Clenching his jaw, he forced himself to continue. "After thirty-six hours, I fucking lost it. I broke down in front of my team. I sank down in the mud and cried like a goddamn baby."

 

"Oh, Randall—"

 

“That was the beginning of the end. After that, I merely went through the motions. I drank every day. I lost my integrity. My self-respect. My team lost respect for me. Eventually, I got reported." Humiliation burned like lava in his gut. "I got written up a dozen times before my superior did something about it.

 

"But I couldn't let go of that crash." Revulsion and nausea rushed over him as he remembered. "I started having flashbacks.
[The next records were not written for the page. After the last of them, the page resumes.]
use seq_io::fastq::Reader;
use std::fs::File;
use std::io::{self, BufReader, Read};
use std::path::{Path, PathBuf};
use anyhow::{anyhow, Result};
use flate2::read::MultiGzDecoder;
use log::{debug, info};
use crate::config::defs::PipelineError;
use crate::utils::file::is_gzipped;

pub enum FastqReader {
    Uncompressed(BufReader<File>),
    Gzipped(MultiGzDecoder<BufReader<File>>),
}

impl Read for FastqReader {
    fn read(&mut self, buf: &mut [u8]) -> io::Result<usize> {
        match self {
            FastqReader::Uncompressed(r) => r.read(buf),
            FastqReader::Gzipped(r) => r.read(buf),
        }
    }
}

pub fn fastq_reader(path: &Path) -> io::Result<Reader<FastqReader>> {
    let file = File::open(path)?;
    // bgzip / concatenated gzip members are common in ENA downloads
    let reader = if is_gzipped(path)? {
        Reader::new(FastqReader::Gzipped(MultiGzDecoder::new(BufReader::new(file))))
    } else {
        Reader::new(FastqReader::Uncompressed(BufReader::new(file)))
    };
    Ok(reader)
}


/// Counts FASTQ records, failing on the first malformed record.
pub fn count_fastq_records(path: &Path) -> Result<u64> {
    let mut reader = fastq_reader(path)
        .map_err(|e| anyhow!("Failed to open {}: {}", path.display(), e))?;
    let mut count: u64 = 0;
    while let Some(record) = reader.next() {
        record.map_err(|e| anyhow!("Invalid FASTQ record in {}: {}", path.display(), e))?;
        count += 1;
    }
    debug!("{}: {} records", path.display(), count);
    Ok(count)
}


/// Counts both mates on blocking threads and requires equal record counts.
///
/// # Arguments
///
/// * `r1` - Forward reads.
/// * `r2` - Reverse reads.
///
/// # Returns
/// Number of read pairs.
pub async fn verify_pair_counts(r1: PathBuf, r2: PathBuf) -> Result<u64, PipelineError> {
    let r1_display = r1.display().to_string();
    let r2_display = r2.display().to_string();

    let r1_task = tokio::task::spawn_blocking(move || count_fastq_records(&r1));
    let r2_task = tokio::task::spawn_blocking(move || count_fastq_records(&r2));
    let (r1_count, r2_count) = tokio::try_join!(r1_task, r2_task)
        .map_err(|e| PipelineError::Other(e.into()))?;
    let r1_count = r1_count.map_err(|e| PipelineError::InvalidFastqFormat(e.to_string()))?;
    let r2_count = r2_count.map_err(|e| PipelineError::InvalidFastqFormat(e.to_string()))?;

    if r1_count != r2_count {
        return Err(PipelineError::InvalidFastqFormat(format!(
            "Mate files disagree: {} has {} reads, {} has {}",
            r1_display, r1_count, r2_display, r2_count
        )));
    }
    info!("{} and {}: {} read pairs", r1_display, r2_display, r1_count);
    Ok(r1_count)
}


#[cfg(test)]
mod tests {
    use super::*;
    use flate2::write::GzEncoder;
    use flate2::Compression;
    use std::io::Write;

    fn fastq_text(n: usize) -> String {
        (0..n).map(|i| format!("@read{}\nACGTACGT\n+\nIIIIIIII\n", i)).collect()
    }

    #[test]
    fn test_count_plain_and_gzipped() -> Result<()> {
        let dir = tempfile::tempdir()?;
        let plain = dir.path().join("a_1.fastq");
        std::fs::write(&plain, fastq_text(3))?;
        assert_eq!(count_fastq_records(&plain)?, 3);

        let gz = dir.path().join("a_1.fastq.gz");
        let mut encoder = GzEncoder::new(File::create(&gz)?, Compression::default());
        encoder.write_all(fastq_text(5).as_bytes())?;
        encoder.finish()?;
        assert_eq!(count_fastq_records(&gz)?, 5);
        Ok(())
    }

    #[test]
    fn test_count_rejects_malformed() -> Result<()> {
        let dir = tempfile::tempdir()?;
        let bad = dir.path().join("bad.fastq");
        std::fs::write(&bad, "read-without-at\nACGT\n+\nIIII\n")?;
        assert!(count_fastq_records(&bad).is_err());
        Ok(())
    }

    #[tokio::test]
    async fn test_verify_pair_counts() -> Result<()> {
        let dir = tempfile::tempdir()?;
        let r1 = dir.path().join("s_1.fastq");
        let r2 = dir.path().join("s_2.fastq");
        std::fs::write(&r1, fastq_text(4))?;
        std::fs::write(&r2, fastq_text(4))?;
        assert_eq!(verify_pair_counts(r1.clone(), r2.clone()).await?, 4);

        std::fs::write(&r2, fastq_text(3))?;
        assert!(matches!(
            verify_pair_counts(r1, r2).await,
            Err(PipelineError::InvalidFastqFormat(_))
        ));
        Ok(())
    }
}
I stopped sleeping to avoid the nightmares. I started hitting the bottle to forget. But the booze only led to blackouts. The blackouts led to lost days. I knew I was in trouble, but by then I didn't give a damn."

 

Raking an unsteady hand through his hair he faced her, looking for signs of pity, of disgust. To his surprise, he saw only compassion—and respect. The realization shook him so thoroughly that for a moment he didn't trust his voice to speak.

 

"When I stopped being effective in the field, my superiors sent me to the company shrink. Six weeks later, I was diagnosed and put on mandatory leave."

 

It had been the lack of control that bothered him most. Control over his career. Over the will of his own mind. It was that same lack of control that had eaten away at him every time he picked up a bottle and broke the seal.

 

"You came to Denver," she said.

 

"Jack and I grew up here."

 

"Has time away from the job helped?"

 

"I honestly don't know. The flashbacks have ceased. But I still have an occasional nightmare."

 

"It's not wrong or weak for someone to break under those kinds of conditions. There should be no shame in what happened to you."

 

"I'm probably an alcoholic." He watched her carefully as he spoke, trying to gauge her reaction, and keep his own in check. "I don't know."

 

"You didn't open that bottle of cognac today."

 

"I wanted to. Goddammit, I wanted to open that bottle so badly I could taste it."

 

"But you didn't. That's what's important."